Because only the count matters, report how many lines in the material hold the string "FileInfo" and nothing more.

┌─ STORED DATA

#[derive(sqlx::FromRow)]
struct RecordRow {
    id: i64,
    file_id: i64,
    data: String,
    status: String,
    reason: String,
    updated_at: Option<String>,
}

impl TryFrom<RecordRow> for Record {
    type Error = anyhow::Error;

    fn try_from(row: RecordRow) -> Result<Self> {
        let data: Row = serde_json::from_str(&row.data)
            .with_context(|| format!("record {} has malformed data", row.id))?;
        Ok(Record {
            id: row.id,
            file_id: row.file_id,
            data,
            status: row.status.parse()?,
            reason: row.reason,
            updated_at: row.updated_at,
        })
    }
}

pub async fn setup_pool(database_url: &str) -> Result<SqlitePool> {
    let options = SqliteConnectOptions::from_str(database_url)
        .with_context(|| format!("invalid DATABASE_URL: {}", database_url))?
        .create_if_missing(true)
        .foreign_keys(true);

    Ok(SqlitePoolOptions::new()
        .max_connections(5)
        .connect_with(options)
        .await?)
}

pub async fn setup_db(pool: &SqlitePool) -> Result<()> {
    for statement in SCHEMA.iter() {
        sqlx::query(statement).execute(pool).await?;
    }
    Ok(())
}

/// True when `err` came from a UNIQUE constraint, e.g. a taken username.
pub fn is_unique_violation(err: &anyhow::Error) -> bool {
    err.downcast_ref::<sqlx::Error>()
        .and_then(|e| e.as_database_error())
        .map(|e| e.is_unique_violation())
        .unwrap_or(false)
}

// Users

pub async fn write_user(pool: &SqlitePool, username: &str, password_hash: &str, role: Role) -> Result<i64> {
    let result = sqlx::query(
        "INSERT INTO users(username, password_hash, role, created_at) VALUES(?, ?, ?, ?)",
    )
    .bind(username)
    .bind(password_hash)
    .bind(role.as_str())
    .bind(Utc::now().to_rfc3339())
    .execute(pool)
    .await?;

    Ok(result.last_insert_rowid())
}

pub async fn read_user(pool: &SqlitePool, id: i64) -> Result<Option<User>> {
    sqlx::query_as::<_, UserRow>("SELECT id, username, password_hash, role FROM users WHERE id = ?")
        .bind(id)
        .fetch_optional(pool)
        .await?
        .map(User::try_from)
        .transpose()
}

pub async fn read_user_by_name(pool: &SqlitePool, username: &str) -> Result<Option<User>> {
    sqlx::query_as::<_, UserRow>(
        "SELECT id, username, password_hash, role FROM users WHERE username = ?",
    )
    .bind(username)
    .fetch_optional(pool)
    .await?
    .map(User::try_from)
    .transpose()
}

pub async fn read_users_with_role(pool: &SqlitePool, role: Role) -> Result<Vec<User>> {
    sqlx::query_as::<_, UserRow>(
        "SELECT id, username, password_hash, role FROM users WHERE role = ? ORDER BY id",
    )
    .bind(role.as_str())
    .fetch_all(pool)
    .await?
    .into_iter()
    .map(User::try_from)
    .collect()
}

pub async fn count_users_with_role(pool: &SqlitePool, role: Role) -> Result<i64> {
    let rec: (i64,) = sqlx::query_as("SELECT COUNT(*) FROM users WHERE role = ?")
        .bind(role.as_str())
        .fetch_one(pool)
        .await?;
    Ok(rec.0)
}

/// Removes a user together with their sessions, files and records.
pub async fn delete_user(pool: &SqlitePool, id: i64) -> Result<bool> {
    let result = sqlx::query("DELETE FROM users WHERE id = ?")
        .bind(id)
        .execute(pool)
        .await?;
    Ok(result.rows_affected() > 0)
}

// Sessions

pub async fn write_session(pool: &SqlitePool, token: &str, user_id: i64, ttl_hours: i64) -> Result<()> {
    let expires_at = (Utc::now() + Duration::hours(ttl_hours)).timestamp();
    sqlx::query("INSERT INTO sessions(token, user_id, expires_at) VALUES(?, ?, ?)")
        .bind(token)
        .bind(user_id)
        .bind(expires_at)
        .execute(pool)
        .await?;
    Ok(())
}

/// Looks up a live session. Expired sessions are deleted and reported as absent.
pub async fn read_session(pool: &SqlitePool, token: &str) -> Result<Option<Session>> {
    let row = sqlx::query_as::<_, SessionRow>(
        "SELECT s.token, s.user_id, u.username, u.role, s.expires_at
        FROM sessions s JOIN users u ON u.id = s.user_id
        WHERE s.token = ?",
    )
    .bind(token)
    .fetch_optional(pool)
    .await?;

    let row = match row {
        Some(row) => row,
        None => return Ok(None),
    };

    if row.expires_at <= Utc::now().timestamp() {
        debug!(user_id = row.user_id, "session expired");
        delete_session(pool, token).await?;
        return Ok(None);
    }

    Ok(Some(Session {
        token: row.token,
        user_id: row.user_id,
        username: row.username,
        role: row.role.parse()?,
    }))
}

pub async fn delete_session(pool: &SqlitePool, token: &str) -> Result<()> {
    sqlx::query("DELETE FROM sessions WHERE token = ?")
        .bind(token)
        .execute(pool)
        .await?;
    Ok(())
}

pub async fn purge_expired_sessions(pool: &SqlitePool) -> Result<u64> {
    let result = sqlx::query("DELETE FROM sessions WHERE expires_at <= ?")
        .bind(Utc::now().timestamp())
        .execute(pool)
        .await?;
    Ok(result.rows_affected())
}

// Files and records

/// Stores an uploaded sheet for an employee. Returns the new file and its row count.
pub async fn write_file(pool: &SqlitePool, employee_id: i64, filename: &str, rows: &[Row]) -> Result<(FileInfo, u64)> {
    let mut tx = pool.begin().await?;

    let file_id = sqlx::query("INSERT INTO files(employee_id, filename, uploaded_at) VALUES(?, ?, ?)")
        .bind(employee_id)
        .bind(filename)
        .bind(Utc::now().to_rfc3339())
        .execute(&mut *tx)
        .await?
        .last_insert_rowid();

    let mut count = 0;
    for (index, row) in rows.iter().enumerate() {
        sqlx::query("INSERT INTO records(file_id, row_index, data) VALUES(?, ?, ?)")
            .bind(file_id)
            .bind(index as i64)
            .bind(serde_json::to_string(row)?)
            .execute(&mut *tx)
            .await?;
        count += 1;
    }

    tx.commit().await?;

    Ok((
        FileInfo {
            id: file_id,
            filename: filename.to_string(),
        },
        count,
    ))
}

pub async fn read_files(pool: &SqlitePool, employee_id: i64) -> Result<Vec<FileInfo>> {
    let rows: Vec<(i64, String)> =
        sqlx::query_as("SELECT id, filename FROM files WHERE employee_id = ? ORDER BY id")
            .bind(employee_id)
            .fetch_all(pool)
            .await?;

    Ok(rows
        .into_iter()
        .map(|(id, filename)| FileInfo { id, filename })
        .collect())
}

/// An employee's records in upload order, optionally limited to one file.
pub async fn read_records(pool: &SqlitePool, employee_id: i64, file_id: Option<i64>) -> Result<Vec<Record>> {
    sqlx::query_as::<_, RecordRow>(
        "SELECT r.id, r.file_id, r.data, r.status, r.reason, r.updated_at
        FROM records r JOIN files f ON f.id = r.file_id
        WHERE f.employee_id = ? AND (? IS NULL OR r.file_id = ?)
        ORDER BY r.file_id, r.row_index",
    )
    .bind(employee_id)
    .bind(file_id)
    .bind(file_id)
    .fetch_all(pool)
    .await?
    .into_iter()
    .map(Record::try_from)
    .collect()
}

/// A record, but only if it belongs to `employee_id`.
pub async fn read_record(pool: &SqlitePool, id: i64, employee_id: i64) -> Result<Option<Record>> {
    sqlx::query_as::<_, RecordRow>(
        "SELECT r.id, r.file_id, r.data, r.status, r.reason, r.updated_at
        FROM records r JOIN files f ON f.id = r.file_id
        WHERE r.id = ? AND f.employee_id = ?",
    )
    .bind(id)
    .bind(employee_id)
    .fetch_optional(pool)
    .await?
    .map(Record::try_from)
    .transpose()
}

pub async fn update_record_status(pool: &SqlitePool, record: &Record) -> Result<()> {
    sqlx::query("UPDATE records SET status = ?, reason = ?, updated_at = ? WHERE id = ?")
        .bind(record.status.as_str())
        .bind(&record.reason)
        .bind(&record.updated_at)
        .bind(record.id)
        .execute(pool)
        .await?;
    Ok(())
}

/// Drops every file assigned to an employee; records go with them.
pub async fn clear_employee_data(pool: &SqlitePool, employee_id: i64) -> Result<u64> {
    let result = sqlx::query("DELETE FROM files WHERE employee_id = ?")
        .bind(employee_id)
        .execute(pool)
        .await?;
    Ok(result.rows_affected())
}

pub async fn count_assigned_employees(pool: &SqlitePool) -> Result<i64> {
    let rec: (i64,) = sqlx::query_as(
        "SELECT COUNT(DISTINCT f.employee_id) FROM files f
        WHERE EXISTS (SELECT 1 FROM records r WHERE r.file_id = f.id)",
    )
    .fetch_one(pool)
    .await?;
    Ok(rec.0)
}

└─

▸ **SOLUTION**
4